§ **What to do**
In this exercise, the data must be written out exactly.

§ **Supplied information**
====================

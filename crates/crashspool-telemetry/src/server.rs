//! HTTP metrics server for Prometheus scraping
//!
//! Exposes `/metrics` (Prometheus text exposition format) and `/healthz`
//! (liveness) on a configurable local endpoint.

use std::net::SocketAddr;
use std::sync::Arc;

use http_body_util::Full;
use hyper::body::Bytes;
use hyper::server::conn::http1;
use hyper::service::service_fn;
use hyper::{Request, Response, StatusCode};
use hyper_util::rt::TokioIo;
use tokio::net::TcpListener;
use tracing::{error, info};

use crate::metrics::MetricsRegistry;

/// HTTP server that serves Prometheus metrics on a configurable endpoint.
pub struct MetricsServer {
    metrics: Arc<MetricsRegistry>,
    addr: SocketAddr,
}

impl MetricsServer {
    /// Creates a new `MetricsServer`.
    ///
    /// # Arguments
    /// * `metrics` - The shared metrics registry
    /// * `endpoint` - Address to bind, e.g. `"127.0.0.1:9301"`
    pub fn new(metrics: Arc<MetricsRegistry>, endpoint: &str) -> anyhow::Result<Self> {
        let addr: SocketAddr = endpoint.parse()?;
        Ok(Self { metrics, addr })
    }

    /// Starts the HTTP server. This future runs until the provided
    /// cancellation token is triggered.
    ///
    /// Should be spawned as a background task.
    pub async fn run(&self, shutdown: tokio_util::sync::CancellationToken) -> anyhow::Result<()> {
        let listener = TcpListener::bind(self.addr).await?;
        info!(addr = %self.addr, "Metrics server listening");

        loop {
            tokio::select! {
                result = listener.accept() => {
                    let (stream, _) = result?;
                    let io = TokioIo::new(stream);
                    let metrics = Arc::clone(&self.metrics);

                    tokio::spawn(async move {
                        let service = service_fn(move |req| {
                            let metrics = Arc::clone(&metrics);
                            async move { handle_request(req, &metrics) }
                        });

                        if let Err(e) = http1::Builder::new().serve_connection(io, service).await {
                            error!(error = %e, "Metrics HTTP connection error");
                        }
                    });
                }
                _ = shutdown.cancelled() => {
                    info!("Metrics server shutting down");
                    break;
                }
            }
        }

        Ok(())
    }
}

/// Handle a single HTTP request.
fn handle_request(
    req: Request<hyper::body::Incoming>,
    metrics: &MetricsRegistry,
) -> Result<Response<Full<Bytes>>, hyper::Error> {
    match req.uri().path() {
        "/metrics" => match metrics.encode() {
            Ok(body) => Ok(Response::builder()
                .status(StatusCode::OK)
                .header("Content-Type", "text/plain; version=0.0.4; charset=utf-8")
                .body(Full::new(Bytes::from(body)))
                .unwrap()),
            Err(e) => {
                let body = format!("Failed to encode metrics: {e}");
                Ok(Response::builder()
                    .status(StatusCode::INTERNAL_SERVER_ERROR)
                    .body(Full::new(Bytes::from(body)))
                    .unwrap())
            }
        },
        "/healthz" => Ok(Response::builder()
            .status(StatusCode::OK)
            .body(Full::new(Bytes::from("ok")))
            .unwrap()),
        _ => Ok(Response::builder()
            .status(StatusCode::NOT_FOUND)
            .body(Full::new(Bytes::from("Not Found")))
            .unwrap()),
    }
}
//! Crashspool Telemetry - observability for the crash spool
//!
//! Provides:
//! - `MetricsRegistry`: Prometheus counters and histograms for ingestion,
//!   upload outcomes and retention sweeps
//! - `MetricsServer`: HTTP server exposing `/metrics` for scraping and a
//!   `/healthz` liveness endpoint

pub mod metrics;
pub mod server;

pub use metrics::MetricsRegistry;
pub use server::MetricsServer;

====================

§ **Solution for this problem**
filename crates/crashspool-telemetry/src/server.rs
//! HTTP metrics server for Prometheus scraping
//!
//! Exposes `/metrics` (Prometheus text exposition format) and `/healthz`
//! (liveness) on a configurable local endpoint.

use std::net::SocketAddr;
use std::sync::Arc;

use http_body_util::Full;
use hyper::body::Bytes;
use hyper::server::conn::http1;
use hyper::service::service_fn;
use hyper::{Request, Response, StatusCode};
use hyper_util::rt::TokioIo;
use tokio::net::TcpListener;
use tracing::{error, info};

use crate::metrics::MetricsRegistry;

/// HTTP server that serves Prometheus metrics on a configurable endpoint.
pub struct MetricsServer {
    metrics: Arc<MetricsRegistry>,
    addr: SocketAddr,
}

impl MetricsServer {
    /// Creates a new `MetricsServer`.
    ///
    /// # Arguments
    /// * `metrics` - The shared metrics registry
    /// * `endpoint` - Address to bind, e.g. `"127.0.0.1:9301"`
    pub fn new(metrics: Arc<MetricsRegistry>, endpoint: &str) -> anyhow::Result<Self> {
        let addr: SocketAddr = endpoint.parse()?;
        Ok(Self { metrics, addr })
    }

    /// Starts the HTTP server. This future runs until the provided
    /// cancellation token is triggered.
    ///
    /// Should be spawned as a background task.
    pub async fn run(&self, shutdown: tokio_util::sync::CancellationToken) -> anyhow::Result<()> {
        let listener = TcpListener::bind(self.addr).await?;
        info!(addr = %self.addr, "Metrics server listening");

        loop {
            tokio::select! {
                result = listener.accept() => {
                    let (stream, _) = result?;
                    let io = TokioIo::new(stream);
                    let metrics = Arc::clone(&self.metrics);

                    tokio::spawn(async move {
                        let service = service_fn(move |req| {
                            let metrics = Arc::clone(&metrics);
                            async move { handle_request(req, &metrics) }
                        });

                        if let Err(e) = http1::Builder::new().serve_connection(io, service).await {
                            error!(error = %e, "Metrics HTTP connection error");
                        }
                    });
                }
                _ = shutdown.cancelled() => {
                    info!("Metrics server shutting down");
                    break;
                }
            }
        }

        Ok(())
    }
}

/// Handle a single HTTP request.
fn handle_request(
    req: Request<hyper::body::Incoming>,
    metrics: &MetricsRegistry,
) -> Result<Response<Full<Bytes>>, hyper::Error> {
    match req.uri().path() {
        "/metrics" => match metrics.encode() {
            Ok(body) => Ok(Response::builder()
                .status(StatusCode::OK)
                .header("Content-Type", "text/plain; version=0.0.4; charset=utf-8")
                .body(Full::new(Bytes::from(body)))
                .unwrap()),
            Err(e) => {
                let body = format!("Failed to encode metrics: {e}");
                Ok(Response::builder()
                    .status(StatusCode::INTERNAL_SERVER_ERROR)
                    .body(Full::new(Bytes::from(body)))
                    .unwrap())
            }
        },
        "/healthz" => Ok(Response::builder()
            .status(StatusCode::OK)
            .body(Full::new(Bytes::from("ok")))
            .unwrap()),
        _ => Ok(Response::builder()
            .status(StatusCode::NOT_FOUND)
            .body(Full::new(Bytes::from("Not Found")))
            .unwrap()),
    }
}
//! Crashspool Telemetry - observability for the crash spool
//!
//! Provides:
//! - `MetricsRegistry`: Prometheus counters and histograms for ingestion,
//!   upload outcomes and retention sweeps
//! - `MetricsServer`: HTTP server exposing `/metrics` for scraping and a
//!   `/healthz` liveness endpoint

pub mod metrics;
pub mod server;

pub use metrics::MetricsRegistry;
pub use server::MetricsServer;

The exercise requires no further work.